(Data for this exercise):
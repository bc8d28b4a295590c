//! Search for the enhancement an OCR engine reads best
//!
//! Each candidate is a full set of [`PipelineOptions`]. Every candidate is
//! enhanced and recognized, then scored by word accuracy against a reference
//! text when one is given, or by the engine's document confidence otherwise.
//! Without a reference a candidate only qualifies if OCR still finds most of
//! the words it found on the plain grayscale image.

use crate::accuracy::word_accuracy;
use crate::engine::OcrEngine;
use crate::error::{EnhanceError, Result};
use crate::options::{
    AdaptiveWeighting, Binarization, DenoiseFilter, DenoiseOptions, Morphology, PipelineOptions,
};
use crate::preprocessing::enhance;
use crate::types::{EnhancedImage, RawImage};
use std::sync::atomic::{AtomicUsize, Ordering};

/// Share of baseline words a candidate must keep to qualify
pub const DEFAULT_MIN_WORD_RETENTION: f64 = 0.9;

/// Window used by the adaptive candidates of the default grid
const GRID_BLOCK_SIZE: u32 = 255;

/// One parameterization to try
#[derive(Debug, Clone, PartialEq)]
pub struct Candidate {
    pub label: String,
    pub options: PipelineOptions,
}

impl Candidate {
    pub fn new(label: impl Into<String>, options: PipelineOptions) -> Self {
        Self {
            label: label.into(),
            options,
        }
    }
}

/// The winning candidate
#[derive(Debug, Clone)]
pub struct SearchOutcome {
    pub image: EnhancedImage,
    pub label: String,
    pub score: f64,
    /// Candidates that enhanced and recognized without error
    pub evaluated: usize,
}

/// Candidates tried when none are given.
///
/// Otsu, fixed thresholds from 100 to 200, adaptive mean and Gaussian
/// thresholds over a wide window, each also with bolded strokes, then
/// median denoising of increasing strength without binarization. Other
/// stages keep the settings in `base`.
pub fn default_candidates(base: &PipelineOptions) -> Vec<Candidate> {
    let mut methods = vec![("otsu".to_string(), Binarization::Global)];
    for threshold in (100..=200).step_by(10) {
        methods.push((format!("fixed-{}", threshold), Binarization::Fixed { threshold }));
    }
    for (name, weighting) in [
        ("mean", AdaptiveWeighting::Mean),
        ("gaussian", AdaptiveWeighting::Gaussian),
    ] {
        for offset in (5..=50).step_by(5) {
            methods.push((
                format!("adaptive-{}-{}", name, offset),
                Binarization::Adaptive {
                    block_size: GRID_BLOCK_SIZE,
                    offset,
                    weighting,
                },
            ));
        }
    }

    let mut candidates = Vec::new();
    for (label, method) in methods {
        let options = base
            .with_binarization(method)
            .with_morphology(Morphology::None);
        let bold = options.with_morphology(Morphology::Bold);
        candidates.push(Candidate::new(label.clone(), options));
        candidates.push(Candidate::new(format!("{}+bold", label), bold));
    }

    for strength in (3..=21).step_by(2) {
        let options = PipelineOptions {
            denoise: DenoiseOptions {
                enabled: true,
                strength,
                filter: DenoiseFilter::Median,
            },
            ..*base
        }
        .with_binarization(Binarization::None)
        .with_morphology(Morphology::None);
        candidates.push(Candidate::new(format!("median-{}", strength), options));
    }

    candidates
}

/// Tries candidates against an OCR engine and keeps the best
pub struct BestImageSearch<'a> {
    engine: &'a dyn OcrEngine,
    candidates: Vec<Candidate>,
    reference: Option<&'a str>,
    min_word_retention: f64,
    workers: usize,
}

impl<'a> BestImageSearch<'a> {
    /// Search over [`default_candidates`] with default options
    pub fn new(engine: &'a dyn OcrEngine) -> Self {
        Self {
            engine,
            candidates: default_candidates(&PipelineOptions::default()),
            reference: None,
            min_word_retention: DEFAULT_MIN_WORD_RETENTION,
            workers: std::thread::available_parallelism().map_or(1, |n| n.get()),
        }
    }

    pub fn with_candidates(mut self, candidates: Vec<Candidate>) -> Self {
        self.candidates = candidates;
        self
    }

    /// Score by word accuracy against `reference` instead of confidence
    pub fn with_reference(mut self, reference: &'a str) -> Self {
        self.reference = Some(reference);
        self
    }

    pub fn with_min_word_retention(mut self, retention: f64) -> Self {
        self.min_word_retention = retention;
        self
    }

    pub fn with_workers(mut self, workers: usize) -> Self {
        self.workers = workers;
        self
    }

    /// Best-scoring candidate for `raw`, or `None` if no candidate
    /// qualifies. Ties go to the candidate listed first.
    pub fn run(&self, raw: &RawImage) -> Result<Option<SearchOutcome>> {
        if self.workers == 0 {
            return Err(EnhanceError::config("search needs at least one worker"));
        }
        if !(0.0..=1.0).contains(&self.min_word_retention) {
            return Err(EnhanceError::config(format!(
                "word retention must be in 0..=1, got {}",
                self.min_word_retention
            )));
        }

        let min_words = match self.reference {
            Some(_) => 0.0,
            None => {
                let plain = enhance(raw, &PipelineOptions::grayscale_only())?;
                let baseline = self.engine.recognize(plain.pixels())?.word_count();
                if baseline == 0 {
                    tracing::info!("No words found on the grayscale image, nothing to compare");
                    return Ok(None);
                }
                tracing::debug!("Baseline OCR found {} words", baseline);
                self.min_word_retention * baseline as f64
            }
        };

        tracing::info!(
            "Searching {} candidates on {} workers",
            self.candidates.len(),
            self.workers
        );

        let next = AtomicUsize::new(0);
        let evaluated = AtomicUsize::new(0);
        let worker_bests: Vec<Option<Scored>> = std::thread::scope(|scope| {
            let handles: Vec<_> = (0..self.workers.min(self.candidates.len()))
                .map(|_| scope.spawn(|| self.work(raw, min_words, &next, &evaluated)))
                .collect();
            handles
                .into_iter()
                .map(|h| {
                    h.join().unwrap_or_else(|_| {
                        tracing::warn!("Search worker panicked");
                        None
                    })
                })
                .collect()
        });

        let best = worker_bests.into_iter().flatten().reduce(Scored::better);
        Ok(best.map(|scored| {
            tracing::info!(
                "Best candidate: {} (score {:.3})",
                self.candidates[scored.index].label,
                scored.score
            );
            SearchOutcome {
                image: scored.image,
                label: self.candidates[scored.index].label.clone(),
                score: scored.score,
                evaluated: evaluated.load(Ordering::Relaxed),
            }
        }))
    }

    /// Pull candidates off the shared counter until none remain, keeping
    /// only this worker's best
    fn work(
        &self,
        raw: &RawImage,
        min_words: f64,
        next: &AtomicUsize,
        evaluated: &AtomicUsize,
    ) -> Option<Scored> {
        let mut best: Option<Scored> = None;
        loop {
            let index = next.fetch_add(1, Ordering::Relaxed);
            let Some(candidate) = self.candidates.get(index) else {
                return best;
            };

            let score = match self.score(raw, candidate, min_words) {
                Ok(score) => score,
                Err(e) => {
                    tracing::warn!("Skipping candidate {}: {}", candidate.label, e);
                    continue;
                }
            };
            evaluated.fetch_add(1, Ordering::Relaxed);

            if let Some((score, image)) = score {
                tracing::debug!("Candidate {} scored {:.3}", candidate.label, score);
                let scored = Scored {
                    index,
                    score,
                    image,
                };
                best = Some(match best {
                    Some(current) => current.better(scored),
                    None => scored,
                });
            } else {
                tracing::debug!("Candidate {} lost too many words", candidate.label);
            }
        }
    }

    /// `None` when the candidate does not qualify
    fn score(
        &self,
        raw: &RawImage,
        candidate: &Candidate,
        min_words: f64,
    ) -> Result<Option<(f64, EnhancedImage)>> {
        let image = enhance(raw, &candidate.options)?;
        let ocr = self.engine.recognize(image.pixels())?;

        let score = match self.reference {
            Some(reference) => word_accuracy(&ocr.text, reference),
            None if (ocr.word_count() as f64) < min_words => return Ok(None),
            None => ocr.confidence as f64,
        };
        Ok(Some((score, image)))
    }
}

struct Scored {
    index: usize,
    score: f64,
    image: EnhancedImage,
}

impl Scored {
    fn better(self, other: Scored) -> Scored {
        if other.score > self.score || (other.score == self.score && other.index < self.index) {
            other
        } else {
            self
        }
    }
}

---

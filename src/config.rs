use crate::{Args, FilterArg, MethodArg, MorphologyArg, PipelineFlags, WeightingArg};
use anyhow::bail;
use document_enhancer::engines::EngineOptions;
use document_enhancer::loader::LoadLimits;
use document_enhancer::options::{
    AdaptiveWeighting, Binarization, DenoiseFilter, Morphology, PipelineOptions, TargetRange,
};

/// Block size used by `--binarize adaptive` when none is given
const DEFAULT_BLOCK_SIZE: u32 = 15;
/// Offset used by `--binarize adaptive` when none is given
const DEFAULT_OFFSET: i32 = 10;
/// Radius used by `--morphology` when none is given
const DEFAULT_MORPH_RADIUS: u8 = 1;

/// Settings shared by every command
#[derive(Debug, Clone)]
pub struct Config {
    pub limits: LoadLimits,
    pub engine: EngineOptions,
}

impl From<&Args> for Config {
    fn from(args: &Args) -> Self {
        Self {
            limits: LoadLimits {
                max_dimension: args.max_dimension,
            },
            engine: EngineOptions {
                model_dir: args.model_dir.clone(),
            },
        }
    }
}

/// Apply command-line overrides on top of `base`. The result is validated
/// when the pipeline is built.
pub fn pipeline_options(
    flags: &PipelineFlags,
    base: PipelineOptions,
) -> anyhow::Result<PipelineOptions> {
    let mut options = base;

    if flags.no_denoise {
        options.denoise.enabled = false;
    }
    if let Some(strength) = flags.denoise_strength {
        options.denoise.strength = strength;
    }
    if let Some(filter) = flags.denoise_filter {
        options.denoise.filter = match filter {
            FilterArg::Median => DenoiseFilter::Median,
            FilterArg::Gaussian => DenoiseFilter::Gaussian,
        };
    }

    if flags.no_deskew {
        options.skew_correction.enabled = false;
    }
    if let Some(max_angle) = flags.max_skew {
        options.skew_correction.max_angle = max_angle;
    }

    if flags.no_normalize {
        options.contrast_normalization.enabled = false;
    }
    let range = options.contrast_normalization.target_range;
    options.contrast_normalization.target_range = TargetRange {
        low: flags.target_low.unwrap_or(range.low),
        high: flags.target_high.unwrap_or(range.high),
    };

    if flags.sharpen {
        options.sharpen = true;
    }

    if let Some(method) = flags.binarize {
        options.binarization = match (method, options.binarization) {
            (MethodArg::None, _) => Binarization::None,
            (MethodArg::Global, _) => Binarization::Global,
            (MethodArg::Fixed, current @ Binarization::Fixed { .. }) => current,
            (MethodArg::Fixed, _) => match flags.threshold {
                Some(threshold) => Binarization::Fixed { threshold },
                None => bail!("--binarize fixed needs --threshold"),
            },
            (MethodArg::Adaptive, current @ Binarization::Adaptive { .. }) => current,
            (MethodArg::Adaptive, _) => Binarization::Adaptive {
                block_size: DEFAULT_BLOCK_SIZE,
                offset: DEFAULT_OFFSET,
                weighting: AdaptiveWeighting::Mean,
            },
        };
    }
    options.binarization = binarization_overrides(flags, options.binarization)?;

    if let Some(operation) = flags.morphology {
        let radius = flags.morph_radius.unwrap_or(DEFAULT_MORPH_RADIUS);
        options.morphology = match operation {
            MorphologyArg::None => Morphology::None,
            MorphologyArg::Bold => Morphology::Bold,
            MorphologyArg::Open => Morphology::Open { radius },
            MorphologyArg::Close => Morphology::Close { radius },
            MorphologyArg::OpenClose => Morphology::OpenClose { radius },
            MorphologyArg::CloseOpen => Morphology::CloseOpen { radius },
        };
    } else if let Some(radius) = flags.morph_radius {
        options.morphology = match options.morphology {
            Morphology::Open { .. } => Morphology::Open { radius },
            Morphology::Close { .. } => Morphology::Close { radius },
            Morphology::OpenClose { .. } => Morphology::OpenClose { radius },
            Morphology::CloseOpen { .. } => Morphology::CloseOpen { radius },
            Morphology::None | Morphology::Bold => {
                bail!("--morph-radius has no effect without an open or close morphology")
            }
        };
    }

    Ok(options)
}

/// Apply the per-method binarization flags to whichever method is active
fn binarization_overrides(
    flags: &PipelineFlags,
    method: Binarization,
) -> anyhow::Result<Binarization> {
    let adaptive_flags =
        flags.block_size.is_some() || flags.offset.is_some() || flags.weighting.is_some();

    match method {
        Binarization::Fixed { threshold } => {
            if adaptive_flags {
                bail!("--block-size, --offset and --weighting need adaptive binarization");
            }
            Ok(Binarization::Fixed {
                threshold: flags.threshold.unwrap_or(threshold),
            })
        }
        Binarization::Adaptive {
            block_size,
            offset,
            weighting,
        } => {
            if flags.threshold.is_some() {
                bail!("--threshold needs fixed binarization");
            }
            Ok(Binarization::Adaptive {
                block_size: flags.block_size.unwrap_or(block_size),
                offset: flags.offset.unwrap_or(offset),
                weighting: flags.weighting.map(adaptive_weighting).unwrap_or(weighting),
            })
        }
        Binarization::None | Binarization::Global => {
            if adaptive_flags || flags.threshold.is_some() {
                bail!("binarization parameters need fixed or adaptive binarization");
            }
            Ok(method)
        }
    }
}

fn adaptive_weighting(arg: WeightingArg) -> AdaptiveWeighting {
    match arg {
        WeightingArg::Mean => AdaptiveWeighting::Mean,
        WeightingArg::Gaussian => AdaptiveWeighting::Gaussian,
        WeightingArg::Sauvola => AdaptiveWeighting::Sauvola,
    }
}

---

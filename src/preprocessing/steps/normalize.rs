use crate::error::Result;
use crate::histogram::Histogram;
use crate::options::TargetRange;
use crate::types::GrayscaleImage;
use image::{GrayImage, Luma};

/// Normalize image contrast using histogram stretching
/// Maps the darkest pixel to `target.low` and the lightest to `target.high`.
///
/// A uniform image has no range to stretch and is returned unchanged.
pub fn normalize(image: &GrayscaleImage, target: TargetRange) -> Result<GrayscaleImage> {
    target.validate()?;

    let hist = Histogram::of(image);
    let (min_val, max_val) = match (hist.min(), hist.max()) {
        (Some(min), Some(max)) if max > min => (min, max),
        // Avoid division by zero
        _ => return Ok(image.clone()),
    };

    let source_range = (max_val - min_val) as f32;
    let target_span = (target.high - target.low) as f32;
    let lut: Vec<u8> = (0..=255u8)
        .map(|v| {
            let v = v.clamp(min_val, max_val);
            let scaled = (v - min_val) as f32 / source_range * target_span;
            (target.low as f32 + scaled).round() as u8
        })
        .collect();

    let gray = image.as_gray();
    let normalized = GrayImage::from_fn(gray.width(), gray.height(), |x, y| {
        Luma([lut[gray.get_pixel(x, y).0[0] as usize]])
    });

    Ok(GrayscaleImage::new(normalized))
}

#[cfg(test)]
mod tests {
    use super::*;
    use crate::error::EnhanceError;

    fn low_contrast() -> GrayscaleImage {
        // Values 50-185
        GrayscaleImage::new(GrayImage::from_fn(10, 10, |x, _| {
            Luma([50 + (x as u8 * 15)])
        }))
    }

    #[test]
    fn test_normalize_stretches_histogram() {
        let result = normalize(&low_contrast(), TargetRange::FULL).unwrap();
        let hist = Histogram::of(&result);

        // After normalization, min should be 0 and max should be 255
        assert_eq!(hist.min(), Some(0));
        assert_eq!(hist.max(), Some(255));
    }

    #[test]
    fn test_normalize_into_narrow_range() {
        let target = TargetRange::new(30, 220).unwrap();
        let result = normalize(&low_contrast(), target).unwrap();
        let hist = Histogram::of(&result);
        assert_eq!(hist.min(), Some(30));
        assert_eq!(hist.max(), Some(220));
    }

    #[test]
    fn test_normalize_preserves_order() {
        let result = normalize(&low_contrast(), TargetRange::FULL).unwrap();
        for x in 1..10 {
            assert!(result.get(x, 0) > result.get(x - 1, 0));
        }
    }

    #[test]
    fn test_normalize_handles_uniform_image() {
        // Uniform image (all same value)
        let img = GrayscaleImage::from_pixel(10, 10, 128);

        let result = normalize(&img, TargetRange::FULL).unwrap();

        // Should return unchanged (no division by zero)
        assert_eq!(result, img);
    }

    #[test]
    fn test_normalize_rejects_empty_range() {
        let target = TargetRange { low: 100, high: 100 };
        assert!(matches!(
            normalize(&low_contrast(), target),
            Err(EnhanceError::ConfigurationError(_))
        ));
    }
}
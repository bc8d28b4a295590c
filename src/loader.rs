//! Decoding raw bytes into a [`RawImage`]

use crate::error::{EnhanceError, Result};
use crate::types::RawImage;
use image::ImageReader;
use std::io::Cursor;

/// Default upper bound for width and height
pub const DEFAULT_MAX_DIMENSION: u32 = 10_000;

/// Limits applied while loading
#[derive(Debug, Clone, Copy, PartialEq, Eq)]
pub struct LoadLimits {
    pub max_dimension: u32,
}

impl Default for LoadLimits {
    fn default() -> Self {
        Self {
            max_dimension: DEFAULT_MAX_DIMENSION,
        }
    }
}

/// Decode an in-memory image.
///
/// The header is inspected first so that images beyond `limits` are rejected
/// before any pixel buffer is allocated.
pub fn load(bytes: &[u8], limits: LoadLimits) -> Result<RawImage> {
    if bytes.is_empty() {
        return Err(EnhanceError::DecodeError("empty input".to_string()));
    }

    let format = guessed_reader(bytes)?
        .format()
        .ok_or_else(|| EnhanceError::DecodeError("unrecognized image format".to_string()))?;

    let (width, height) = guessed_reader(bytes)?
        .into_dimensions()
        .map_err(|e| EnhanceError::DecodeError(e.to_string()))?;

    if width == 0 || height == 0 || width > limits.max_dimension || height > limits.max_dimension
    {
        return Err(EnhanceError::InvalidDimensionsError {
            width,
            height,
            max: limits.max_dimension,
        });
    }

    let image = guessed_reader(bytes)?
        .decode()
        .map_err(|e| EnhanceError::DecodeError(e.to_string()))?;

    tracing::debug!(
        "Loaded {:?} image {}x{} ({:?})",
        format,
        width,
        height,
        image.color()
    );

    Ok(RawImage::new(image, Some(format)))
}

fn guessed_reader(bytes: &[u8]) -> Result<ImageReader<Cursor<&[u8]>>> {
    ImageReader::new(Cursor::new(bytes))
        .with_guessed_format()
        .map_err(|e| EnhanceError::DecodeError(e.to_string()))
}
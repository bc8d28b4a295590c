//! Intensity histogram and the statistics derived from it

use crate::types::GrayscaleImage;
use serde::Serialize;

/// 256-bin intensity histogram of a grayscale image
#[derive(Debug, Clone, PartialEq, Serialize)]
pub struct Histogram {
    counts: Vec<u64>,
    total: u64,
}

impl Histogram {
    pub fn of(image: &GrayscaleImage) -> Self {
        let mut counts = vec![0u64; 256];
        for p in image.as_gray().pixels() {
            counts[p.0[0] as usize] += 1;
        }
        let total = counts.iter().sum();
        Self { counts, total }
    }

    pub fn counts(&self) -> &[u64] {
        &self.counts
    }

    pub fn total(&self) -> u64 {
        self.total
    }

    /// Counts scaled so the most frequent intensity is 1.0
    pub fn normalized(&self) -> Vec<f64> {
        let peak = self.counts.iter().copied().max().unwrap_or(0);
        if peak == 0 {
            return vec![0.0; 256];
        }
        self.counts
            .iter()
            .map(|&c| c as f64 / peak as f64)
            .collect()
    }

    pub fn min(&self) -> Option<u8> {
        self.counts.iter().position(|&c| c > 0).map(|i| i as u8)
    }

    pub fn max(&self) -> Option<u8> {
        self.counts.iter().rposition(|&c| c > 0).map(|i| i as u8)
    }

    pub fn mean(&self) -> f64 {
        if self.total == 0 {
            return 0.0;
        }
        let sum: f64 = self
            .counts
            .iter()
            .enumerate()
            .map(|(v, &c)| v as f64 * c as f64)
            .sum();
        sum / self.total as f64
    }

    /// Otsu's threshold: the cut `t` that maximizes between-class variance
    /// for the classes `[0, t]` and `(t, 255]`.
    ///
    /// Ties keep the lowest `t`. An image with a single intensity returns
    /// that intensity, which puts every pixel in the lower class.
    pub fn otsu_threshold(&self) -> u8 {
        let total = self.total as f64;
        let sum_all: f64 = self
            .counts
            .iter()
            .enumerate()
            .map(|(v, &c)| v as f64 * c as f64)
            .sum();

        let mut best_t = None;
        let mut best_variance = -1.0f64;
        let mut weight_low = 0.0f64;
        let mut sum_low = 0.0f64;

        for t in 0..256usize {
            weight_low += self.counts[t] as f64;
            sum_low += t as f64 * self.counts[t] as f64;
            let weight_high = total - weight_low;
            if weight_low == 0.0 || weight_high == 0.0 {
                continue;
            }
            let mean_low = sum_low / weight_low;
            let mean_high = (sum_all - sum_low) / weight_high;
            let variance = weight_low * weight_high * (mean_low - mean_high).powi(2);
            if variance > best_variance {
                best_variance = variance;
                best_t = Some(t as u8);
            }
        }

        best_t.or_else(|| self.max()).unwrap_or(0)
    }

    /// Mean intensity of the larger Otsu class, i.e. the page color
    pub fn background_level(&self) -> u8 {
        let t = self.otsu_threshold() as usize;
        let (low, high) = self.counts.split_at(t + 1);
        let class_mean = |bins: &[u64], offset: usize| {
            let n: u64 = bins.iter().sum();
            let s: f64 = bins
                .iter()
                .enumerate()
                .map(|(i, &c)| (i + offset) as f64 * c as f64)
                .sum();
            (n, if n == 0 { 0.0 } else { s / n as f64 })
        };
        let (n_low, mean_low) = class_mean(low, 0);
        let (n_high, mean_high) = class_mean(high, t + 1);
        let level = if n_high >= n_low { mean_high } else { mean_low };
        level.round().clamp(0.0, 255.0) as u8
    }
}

(Activity): From the listing above, repeat exactly the lines starting at the line that includes "let mut best_t = None;" and ending at the line that includes "sum_low += t", with nothing outside that span.

(Answer for the task):
        let mut best_t = None;
        let mut best_variance = -1.0f64;
        let mut weight_low = 0.0f64;
        let mut sum_low = 0.0f64;

        for t in 0..256usize {
            weight_low += self.counts[t] as f64;
            sum_low += t as f64 * self.counts[t] as f64;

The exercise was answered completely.